Pick out each line of the records that includes the string "endpoints", and copy it.

Stored data:
------------------------------

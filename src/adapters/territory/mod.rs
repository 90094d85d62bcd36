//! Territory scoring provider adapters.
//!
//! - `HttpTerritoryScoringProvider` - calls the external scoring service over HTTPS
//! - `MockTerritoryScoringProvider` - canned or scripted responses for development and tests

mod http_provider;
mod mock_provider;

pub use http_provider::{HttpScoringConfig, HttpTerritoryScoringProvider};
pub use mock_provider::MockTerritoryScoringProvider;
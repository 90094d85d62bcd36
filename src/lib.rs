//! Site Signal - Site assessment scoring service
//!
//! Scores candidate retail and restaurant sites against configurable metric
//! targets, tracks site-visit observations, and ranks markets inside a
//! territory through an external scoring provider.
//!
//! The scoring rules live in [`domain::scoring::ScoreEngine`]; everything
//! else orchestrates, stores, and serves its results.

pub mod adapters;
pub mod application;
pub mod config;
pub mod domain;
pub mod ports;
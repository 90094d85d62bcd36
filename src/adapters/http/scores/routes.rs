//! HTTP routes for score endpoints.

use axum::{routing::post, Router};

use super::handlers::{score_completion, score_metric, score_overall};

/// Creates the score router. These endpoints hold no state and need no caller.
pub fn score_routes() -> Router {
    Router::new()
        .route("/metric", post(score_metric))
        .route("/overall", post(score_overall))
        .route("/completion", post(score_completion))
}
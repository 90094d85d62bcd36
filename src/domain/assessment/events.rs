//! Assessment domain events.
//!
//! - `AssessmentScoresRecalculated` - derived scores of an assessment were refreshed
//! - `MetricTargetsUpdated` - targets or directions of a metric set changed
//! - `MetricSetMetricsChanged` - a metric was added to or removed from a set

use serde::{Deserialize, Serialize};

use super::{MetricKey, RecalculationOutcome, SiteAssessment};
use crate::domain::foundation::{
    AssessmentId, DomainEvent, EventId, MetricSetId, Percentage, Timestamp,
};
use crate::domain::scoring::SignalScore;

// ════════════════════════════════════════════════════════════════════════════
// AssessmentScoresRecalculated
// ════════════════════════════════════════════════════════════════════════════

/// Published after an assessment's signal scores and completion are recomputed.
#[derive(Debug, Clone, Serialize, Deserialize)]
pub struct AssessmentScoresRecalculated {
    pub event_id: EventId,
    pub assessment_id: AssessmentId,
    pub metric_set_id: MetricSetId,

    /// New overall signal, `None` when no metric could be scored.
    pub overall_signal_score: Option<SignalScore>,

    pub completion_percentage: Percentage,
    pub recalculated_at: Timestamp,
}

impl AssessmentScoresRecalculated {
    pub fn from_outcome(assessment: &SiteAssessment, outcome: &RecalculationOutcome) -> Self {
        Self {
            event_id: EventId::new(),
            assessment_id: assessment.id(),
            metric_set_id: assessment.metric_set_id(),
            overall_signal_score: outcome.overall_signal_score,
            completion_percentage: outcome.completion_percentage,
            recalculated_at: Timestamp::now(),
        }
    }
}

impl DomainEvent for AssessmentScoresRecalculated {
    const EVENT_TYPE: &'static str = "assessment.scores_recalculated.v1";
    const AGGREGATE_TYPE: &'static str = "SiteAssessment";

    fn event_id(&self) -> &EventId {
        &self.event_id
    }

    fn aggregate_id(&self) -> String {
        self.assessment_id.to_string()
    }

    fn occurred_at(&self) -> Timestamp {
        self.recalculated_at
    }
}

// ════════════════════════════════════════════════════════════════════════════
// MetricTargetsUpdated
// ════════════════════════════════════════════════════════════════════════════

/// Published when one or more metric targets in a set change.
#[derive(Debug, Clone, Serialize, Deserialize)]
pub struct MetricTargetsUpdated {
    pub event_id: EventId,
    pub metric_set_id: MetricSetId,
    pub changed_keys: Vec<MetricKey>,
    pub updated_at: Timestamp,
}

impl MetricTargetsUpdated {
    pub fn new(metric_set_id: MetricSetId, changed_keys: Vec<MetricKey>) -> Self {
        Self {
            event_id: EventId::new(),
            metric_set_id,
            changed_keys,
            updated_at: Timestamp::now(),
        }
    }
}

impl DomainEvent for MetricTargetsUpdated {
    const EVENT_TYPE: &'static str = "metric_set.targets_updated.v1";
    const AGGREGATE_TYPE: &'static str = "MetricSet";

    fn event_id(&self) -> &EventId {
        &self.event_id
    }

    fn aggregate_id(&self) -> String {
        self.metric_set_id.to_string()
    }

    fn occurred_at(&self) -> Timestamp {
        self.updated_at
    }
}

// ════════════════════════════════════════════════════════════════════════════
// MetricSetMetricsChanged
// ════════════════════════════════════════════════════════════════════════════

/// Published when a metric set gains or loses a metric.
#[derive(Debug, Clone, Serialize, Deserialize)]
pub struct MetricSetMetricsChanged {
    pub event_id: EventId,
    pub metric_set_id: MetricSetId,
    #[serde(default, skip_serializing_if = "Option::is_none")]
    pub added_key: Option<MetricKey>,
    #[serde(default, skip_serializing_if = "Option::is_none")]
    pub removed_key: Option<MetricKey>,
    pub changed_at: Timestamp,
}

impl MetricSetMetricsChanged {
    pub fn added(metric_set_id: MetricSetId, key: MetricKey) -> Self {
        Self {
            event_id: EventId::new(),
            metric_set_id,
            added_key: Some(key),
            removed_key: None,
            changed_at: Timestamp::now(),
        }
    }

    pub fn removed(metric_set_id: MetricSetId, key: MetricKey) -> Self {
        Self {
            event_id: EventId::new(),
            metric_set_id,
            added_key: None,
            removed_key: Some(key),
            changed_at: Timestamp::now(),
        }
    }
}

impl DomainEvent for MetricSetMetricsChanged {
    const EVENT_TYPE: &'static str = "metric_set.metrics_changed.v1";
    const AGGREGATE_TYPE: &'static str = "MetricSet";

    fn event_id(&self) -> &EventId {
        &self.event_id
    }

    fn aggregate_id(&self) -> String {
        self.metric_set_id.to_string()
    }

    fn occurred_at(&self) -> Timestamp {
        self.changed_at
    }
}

------------------------------

### ANSWER TO THE EXERCISE
//! HTTP routes for score endpoints.
/// Creates the score router. These endpoints hold no state and need no caller.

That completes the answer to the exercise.